## The input
■ ■ ■ ■ ■

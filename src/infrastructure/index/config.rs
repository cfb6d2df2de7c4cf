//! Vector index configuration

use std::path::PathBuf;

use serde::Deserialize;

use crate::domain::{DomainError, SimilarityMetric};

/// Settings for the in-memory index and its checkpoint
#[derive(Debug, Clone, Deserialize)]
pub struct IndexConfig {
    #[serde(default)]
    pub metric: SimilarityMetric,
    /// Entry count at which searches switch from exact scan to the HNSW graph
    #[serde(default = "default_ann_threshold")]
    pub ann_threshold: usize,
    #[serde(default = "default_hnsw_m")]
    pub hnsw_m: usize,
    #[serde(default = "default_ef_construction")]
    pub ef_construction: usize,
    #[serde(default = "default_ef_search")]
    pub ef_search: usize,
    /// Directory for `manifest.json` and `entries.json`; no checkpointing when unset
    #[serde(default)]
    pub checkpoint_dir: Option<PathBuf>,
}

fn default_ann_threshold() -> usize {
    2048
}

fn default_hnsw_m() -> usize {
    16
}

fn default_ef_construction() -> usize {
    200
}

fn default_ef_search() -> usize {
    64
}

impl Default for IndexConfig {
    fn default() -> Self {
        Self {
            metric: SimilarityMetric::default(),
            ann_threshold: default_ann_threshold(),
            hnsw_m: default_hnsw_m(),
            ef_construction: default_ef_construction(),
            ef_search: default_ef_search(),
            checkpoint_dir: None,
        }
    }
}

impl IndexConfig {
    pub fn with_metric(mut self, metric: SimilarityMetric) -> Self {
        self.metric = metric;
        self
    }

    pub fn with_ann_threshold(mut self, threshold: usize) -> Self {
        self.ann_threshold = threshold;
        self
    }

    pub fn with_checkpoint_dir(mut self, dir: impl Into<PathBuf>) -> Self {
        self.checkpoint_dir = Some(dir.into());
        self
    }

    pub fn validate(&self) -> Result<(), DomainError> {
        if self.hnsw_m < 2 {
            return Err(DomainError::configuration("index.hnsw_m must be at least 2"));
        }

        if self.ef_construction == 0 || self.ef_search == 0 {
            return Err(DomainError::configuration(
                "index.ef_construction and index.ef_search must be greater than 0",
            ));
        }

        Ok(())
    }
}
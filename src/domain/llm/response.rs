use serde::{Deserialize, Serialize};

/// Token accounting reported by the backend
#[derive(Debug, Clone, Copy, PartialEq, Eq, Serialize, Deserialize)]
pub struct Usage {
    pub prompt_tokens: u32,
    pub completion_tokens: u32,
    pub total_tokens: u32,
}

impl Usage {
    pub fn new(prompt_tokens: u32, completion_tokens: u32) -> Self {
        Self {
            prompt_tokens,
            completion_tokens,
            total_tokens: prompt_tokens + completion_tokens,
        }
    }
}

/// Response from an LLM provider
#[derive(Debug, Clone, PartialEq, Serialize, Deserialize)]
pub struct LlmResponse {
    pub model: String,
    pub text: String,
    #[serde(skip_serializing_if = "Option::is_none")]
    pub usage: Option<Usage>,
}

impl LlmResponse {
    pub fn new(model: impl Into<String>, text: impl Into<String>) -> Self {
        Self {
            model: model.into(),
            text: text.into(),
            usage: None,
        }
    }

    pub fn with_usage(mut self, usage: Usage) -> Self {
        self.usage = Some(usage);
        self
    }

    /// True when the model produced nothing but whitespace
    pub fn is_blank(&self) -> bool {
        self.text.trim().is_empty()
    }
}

■ ■ ■ ■ ■

## Required action
Present each line from the listing that holds the string "PathBuf".

## Written response
use std::path::PathBuf;
    pub checkpoint_dir: Option<PathBuf>,
    pub fn with_checkpoint_dir(mut self, dir: impl Into<PathBuf>) -> Self {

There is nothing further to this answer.